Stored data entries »
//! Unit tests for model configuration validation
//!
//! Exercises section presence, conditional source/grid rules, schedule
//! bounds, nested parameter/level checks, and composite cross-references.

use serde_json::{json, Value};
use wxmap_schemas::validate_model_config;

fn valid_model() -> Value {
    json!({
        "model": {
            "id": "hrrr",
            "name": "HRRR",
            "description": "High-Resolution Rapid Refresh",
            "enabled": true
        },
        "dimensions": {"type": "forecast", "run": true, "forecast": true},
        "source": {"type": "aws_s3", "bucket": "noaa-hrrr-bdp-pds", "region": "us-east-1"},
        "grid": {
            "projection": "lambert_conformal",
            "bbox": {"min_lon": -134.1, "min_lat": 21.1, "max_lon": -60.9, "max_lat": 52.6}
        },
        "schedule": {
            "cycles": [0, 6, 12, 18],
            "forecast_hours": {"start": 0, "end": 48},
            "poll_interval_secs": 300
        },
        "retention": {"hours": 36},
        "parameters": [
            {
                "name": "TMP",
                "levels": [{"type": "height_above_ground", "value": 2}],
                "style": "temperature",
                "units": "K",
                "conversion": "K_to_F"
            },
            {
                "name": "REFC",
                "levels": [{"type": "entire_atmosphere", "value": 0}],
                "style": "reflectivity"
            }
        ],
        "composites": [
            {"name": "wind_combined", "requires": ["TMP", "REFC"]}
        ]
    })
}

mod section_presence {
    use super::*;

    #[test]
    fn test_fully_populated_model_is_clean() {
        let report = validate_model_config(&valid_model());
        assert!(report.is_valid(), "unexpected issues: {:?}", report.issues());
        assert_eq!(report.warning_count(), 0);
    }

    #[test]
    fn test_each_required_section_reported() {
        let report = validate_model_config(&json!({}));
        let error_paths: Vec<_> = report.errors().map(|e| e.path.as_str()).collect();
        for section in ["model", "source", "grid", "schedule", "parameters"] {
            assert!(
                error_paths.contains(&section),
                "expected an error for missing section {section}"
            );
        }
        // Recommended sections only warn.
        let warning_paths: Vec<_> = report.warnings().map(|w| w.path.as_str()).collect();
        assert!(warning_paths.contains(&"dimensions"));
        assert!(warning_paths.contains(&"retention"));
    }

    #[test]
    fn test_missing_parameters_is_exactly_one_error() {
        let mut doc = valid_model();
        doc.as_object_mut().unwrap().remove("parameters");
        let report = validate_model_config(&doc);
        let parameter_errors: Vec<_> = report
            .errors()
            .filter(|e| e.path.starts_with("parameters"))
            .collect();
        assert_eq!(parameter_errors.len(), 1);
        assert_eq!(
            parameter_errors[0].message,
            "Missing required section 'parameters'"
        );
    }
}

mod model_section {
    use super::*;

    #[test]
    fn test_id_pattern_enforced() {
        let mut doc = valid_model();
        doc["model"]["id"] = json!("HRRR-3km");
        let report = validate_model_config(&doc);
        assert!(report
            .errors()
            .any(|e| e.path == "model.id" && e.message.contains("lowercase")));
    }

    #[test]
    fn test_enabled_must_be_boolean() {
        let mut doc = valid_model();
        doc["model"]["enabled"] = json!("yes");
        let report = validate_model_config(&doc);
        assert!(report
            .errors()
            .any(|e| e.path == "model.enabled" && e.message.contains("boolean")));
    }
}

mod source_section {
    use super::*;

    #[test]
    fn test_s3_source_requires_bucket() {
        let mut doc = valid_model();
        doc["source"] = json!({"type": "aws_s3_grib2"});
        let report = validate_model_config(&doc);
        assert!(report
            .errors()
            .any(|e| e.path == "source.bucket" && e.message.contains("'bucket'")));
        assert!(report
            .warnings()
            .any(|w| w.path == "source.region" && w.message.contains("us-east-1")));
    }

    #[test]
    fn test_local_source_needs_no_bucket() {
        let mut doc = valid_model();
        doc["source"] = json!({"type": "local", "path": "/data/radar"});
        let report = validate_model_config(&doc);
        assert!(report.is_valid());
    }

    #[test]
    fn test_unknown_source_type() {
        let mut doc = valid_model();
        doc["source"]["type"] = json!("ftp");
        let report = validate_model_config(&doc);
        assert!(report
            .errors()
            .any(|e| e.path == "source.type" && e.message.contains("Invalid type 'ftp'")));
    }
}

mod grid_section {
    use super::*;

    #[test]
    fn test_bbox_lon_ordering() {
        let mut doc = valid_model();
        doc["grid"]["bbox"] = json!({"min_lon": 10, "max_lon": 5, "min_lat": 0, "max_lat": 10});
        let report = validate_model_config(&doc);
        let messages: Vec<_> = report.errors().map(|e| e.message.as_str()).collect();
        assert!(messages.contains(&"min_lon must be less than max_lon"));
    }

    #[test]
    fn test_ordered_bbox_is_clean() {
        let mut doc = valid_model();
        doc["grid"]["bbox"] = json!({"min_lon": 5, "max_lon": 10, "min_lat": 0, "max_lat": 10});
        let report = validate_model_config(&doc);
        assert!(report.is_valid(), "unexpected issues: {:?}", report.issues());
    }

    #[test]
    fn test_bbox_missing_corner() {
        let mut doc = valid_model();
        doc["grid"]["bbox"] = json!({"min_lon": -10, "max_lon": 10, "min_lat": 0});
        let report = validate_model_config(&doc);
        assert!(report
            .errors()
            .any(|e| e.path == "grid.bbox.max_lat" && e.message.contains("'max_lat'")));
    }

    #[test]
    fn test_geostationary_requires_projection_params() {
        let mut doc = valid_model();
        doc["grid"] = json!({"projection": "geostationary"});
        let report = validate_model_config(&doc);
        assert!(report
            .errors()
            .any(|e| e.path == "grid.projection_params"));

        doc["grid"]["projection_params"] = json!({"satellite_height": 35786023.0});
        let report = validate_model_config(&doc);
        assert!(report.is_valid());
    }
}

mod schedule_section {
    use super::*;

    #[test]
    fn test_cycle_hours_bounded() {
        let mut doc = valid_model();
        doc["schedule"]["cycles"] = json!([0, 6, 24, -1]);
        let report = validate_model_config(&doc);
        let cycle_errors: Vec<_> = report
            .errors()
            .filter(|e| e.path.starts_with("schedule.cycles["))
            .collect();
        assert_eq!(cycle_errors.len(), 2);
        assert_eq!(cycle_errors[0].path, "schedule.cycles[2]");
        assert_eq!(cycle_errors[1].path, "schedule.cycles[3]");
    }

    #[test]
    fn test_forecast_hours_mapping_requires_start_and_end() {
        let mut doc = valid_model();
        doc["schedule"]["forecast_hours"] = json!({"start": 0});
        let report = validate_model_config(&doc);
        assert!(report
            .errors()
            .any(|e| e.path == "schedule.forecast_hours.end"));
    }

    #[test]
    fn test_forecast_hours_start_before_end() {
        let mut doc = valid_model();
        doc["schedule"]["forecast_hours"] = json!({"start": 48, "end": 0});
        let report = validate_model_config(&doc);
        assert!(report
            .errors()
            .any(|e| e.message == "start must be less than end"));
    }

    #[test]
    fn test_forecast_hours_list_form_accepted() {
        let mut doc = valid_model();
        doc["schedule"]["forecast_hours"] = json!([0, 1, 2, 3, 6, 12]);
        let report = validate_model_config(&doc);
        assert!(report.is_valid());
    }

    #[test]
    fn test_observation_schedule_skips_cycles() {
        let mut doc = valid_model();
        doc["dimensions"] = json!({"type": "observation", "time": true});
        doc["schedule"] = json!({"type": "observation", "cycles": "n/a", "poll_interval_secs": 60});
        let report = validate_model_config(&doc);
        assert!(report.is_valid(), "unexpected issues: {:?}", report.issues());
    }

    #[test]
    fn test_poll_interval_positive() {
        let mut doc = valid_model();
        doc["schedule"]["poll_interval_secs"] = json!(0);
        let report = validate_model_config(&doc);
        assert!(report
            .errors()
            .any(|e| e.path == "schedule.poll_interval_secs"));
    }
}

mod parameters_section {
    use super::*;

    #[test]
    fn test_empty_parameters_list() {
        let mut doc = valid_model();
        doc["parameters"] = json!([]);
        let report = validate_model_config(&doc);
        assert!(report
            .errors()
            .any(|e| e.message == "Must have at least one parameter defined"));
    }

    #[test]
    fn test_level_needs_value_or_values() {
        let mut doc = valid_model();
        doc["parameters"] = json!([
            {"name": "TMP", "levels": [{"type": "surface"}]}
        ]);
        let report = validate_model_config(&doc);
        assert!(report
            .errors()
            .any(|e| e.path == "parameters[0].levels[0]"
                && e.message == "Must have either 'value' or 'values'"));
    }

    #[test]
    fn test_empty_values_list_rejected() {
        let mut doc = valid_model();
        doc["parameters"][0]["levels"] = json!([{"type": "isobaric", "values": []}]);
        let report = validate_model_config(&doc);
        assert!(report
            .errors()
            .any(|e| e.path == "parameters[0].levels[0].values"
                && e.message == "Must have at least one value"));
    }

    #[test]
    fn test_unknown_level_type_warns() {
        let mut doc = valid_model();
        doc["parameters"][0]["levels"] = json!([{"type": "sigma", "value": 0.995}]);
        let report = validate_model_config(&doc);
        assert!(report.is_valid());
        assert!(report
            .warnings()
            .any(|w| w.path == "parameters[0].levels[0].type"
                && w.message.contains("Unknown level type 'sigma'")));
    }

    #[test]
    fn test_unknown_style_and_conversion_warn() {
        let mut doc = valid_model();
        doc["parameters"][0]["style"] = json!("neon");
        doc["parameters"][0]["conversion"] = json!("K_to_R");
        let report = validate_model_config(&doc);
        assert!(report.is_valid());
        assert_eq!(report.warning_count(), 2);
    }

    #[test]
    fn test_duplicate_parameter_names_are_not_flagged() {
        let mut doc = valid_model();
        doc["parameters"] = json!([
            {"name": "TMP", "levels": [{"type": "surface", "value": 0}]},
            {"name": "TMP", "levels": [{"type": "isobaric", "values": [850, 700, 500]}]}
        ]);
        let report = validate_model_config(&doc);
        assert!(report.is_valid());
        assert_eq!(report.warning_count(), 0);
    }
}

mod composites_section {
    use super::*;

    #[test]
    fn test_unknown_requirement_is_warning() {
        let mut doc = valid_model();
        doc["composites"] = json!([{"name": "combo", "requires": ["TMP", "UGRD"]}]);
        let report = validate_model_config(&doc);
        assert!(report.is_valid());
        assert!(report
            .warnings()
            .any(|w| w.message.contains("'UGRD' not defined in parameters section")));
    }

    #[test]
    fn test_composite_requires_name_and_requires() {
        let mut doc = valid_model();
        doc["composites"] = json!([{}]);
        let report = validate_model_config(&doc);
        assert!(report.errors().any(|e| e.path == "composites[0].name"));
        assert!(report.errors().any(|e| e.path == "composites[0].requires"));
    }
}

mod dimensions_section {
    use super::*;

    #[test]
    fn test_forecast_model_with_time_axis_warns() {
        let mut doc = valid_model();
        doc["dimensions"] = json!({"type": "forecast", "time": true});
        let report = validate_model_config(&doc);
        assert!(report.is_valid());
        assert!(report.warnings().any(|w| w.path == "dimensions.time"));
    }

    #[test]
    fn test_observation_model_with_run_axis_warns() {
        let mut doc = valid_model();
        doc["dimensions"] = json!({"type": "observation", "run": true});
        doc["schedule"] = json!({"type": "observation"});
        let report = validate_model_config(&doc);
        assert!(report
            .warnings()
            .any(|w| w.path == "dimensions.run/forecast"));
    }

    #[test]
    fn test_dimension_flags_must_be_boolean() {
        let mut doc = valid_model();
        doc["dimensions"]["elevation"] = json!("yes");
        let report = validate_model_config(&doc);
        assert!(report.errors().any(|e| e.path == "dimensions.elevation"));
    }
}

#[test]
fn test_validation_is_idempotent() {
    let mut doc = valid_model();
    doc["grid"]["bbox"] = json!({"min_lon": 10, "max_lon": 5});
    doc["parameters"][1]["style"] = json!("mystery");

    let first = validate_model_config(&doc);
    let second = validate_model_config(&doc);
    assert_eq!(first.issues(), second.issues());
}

Your objective »
A single number is required: the count of lines in the data above that include the word "retention".

Solution for this task »
2